As it turned out, there were no Indians, but only a single British officer, John Money of the 9th regiment, Burgoyne's deputy quartermaster. He had been leading a group of Indians, but when they seemed reluctant to fight the Americans, Money became impatient and ran ahead of them; it was his war cries that brought an end to the battle.

==Aftermath==
Back at the fort the Americans held a brief council. From a woman that the British had freed, they heard that 2,000 or more British troops under the command of General Phillips were rapidly advancing. Long's men, as they were nearly out of ammunition, withdrew toward Fort Edward, burning the stockaded fort. Both sides claimed victory in the battle, since the British had successfully stood their ground, and the Americans had very nearly forced them to surrender. Any American claim for victory was tempered by the fact that the force they had defeated was clearly the vanguard of a much larger British force.

A British officer recovered some regimental banners either during the engagement or after the American retreat from Fort Anne.

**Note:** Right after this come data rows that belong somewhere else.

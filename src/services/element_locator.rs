//! 元素定位服务 - 业务能力层
//!
//! 把"申请按钮"、"下一步/提交按钮"这类逻辑目标解析为一个可以直接点击的元素。
//!
//! 定位流程：
//! 1. 按优先级依次尝试每个策略（结构化 class/属性匹配在前，文本匹配在后）
//! 2. 全部落空时刷新页面，先上下滚动一遍触发懒加载，再完整重试一轮
//! 3. 两轮都失败时返回 `NotFound`，附带当时的页面源码

use tracing::{debug, info, warn};

use crate::error::{AppResult, ApplyError};
use crate::infrastructure::{ElementHandle, Matcher, PageDriver};
use crate::services::redirect_guard::RedirectGuard;
use crate::services::waits::Waits;
use crate::utils::Pacer;

/// 含刷新在内的最大定位轮数
pub const MAX_ROUNDS: usize = 2;

/// 滚动步长（像素）
const SCROLL_STEP: u64 = 300;

/// 候选数量
#[derive(Debug, Clone, Copy, PartialEq, Eq)]
pub enum Cardinality {
    /// 等待单个元素出现、可见、可点击
    Single,
    /// 枚举所有候选，返回第一个可见且可点击的
    Multiple,
}

/// 一条定位策略
#[derive(Debug, Clone)]
pub struct LocatorStrategy {
    pub description: String,
    pub matcher: Matcher,
    pub cardinality: Cardinality,
}

/// 逻辑定位目标：按优先级排列的策略列表
#[derive(Debug, Clone)]
pub struct LocatorTarget {
    pub name: String,
    pub strategies: Vec<LocatorStrategy>,
}

impl LocatorTarget {
    pub fn new(name: impl Into<String>) -> Self {
        Self {
            name: name.into(),
            strategies: Vec::new(),
        }
    }

    pub fn strategy(
        mut self,
        description: impl Into<String>,
        matcher: Matcher,
        cardinality: Cardinality,
    ) -> Self {
        self.strategies.push(LocatorStrategy {
            description: description.into(),
            matcher,
            cardinality,
        });
        self
    }
}

/// 元素定位服务
#[derive(Debug, Clone)]
pub struct ElementLocator {
    waits: Waits,
    pacer: Pacer,
}

impl ElementLocator {
    pub fn new(waits: Waits, pacer: Pacer) -> Self {
        Self { waits, pacer }
    }

    pub fn waits(&self) -> &Waits {
        &self.waits
    }

    /// 定位目标元素，最多两轮，两轮之间刷新页面
    pub async fn locate(
        &self,
        driver: &dyn PageDriver,
        target: &LocatorTarget,
    ) -> AppResult<ElementHandle> {
        self.locate_guarded(driver, target, None).await
    }

    /// 同 [`locate`](Self::locate)，但每轮开始前先做一次中间页检查
    pub async fn locate_guarded(
        &self,
        driver: &dyn PageDriver,
        target: &LocatorTarget,
        guard: Option<(&RedirectGuard, &str)>,
    ) -> AppResult<ElementHandle> {
        debug!("开始定位: {}", target.name);

        for round in 1..=MAX_ROUNDS {
            if let Some((guard, job_link)) = guard {
                guard.check(driver, job_link).await?;
            }

            if round > 1 {
                self.scroll_pass(driver).await;
            }

            if let Some(element) = self.try_strategies(driver, target).await {
                debug!("✓ 第 {} 轮定位到 {}", round, target.name);
                return Ok(element);
            }

            if round < MAX_ROUNDS {
                info!("未找到 {}，刷新页面后重试", target.name);
                driver.reload().await?;
                self.pacer.pause(3_000, 5_000).await;
            }
        }

        Err(self.not_found(driver, target, MAX_ROUNDS).await)
    }

    /// 只在当前 DOM 上尝试一轮，不刷新也不滚动
    ///
    /// 用于表单弹窗内部：刷新会直接丢掉正在填写的表单。
    pub async fn locate_in_place(
        &self,
        driver: &dyn PageDriver,
        target: &LocatorTarget,
    ) -> AppResult<ElementHandle> {
        match self.try_strategies(driver, target).await {
            Some(element) => Ok(element),
            None => Err(self.not_found(driver, target, 1).await),
        }
    }

    async fn try_strategies(
        &self,
        driver: &dyn PageDriver,
        target: &LocatorTarget,
    ) -> Option<ElementHandle> {
        for strategy in &target.strategies {
            debug!("尝试策略: {}", strategy.description);
            match self.try_strategy(driver, strategy).await {
                Ok(Some(element)) => return Some(element),
                Ok(None) => debug!("策略未命中: {}", strategy.description),
                Err(e) => warn!("策略 '{}' 失败: {}", strategy.description, e),
            }
        }
        None
    }

    async fn try_strategy(
        &self,
        driver: &dyn PageDriver,
        strategy: &LocatorStrategy,
    ) -> AppResult<Option<ElementHandle>> {
        match strategy.cardinality {
            Cardinality::Multiple => {
                let candidates = driver.find_all(None, &strategy.matcher).await?;
                if candidates.is_empty() {
                    return Ok(None);
                }
                for (index, candidate) in candidates.into_iter().enumerate() {
                    match self.ready(driver, candidate).await {
                        Ok(()) => {
                            debug!("第 {} 个候选可点击", index + 1);
                            return Ok(Some(candidate));
                        }
                        Err(e) => warn!("候选 {} 不可点击: {}", index + 1, e),
                    }
                }
                Ok(None)
            }
            Cardinality::Single => {
                let element = match self
                    .waits
                    .first_present(driver, None, &strategy.matcher)
                    .await
                {
                    Ok(element) => element,
                    Err(ApplyError::Timeout { .. }) => return Ok(None),
                    Err(e) => return Err(e),
                };
                self.ready(driver, element).await?;
                Ok(Some(element))
            }
        }
    }

    async fn ready(&self, driver: &dyn PageDriver, element: ElementHandle) -> AppResult<()> {
        self.waits.visible(driver, element).await?;
        self.waits.clickable(driver, element).await
    }

    /// 先向下再向上滚动整页，失败只记录日志
    async fn scroll_pass(&self, driver: &dyn PageDriver) {
        let height = match driver.scroll_height().await {
            Ok(height) => height,
            Err(e) => {
                debug!("无法获取页面高度，跳过滚动: {}", e);
                return;
            }
        };

        let down = (0..height).step_by(SCROLL_STEP as usize);
        let up = (1..=height).rev().step_by(SCROLL_STEP as usize);
        for y in down.chain(up) {
            if let Err(e) = driver.scroll_to(y).await {
                debug!("滚动中断: {}", e);
                return;
            }
            self.pacer.pause(200, 400).await;
        }
    }

    async fn not_found(
        &self,
        driver: &dyn PageDriver,
        target: &LocatorTarget,
        rounds: usize,
    ) -> ApplyError {
        let page_source = driver.page_source().await.unwrap_or_default();
        warn!("❌ {} 轮后仍未找到 {}", rounds, target.name);
        ApplyError::NotFound {
            target: target.name.clone(),
            rounds,
            page_source,
        }
    }
}
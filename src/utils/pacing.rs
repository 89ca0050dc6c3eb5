use rand::rngs::OsRng;
use rand::Rng;
use std::time::Duration;
use tokio::time::sleep;

/// 操作节奏控制
///
/// 在界面操作之间插入随机停顿，只影响节奏，不影响流程正确性。
#[derive(Debug, Clone, Copy)]
pub struct Pacer {
    enabled: bool,
}

impl Pacer {
    /// 模拟人工操作的随机停顿
    pub fn human() -> Self {
        Self { enabled: true }
    }

    /// 不停顿（测试和调试用）
    pub fn instant() -> Self {
        Self { enabled: false }
    }

    pub fn is_enabled(&self) -> bool {
        self.enabled
    }

    /// 随机停顿 `min_ms..=max_ms` 毫秒
    pub async fn pause(&self, min_ms: u64, max_ms: u64) {
        if !self.enabled {
            return;
        }
        let ms = if min_ms >= max_ms {
            min_ms
        } else {
            OsRng.gen_range(min_ms..=max_ms)
        };
        sleep(Duration::from_millis(ms)).await;
    }
}

impl Default for Pacer {
    fn default() -> Self {
        Self::human()
    }
}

It is widely claimed that one of the flags captured was a new design of American flag with thirteen red and white stripes and a constellation of stars, which would represent the earliest known use of the stars and stripes motif. However, the story is likely untrue, as the time needed for news of the flag design approved by Congress to travel, followed by construction of such a flag and then its delivery to such a remote location, renders the story implausible, and the flags that are known to have been recovered bear no resemblance to the US flag.

==Battlefield preservation==
The American Battlefield Trust and its partners have acquired and preserved 160 acres of the battlefield.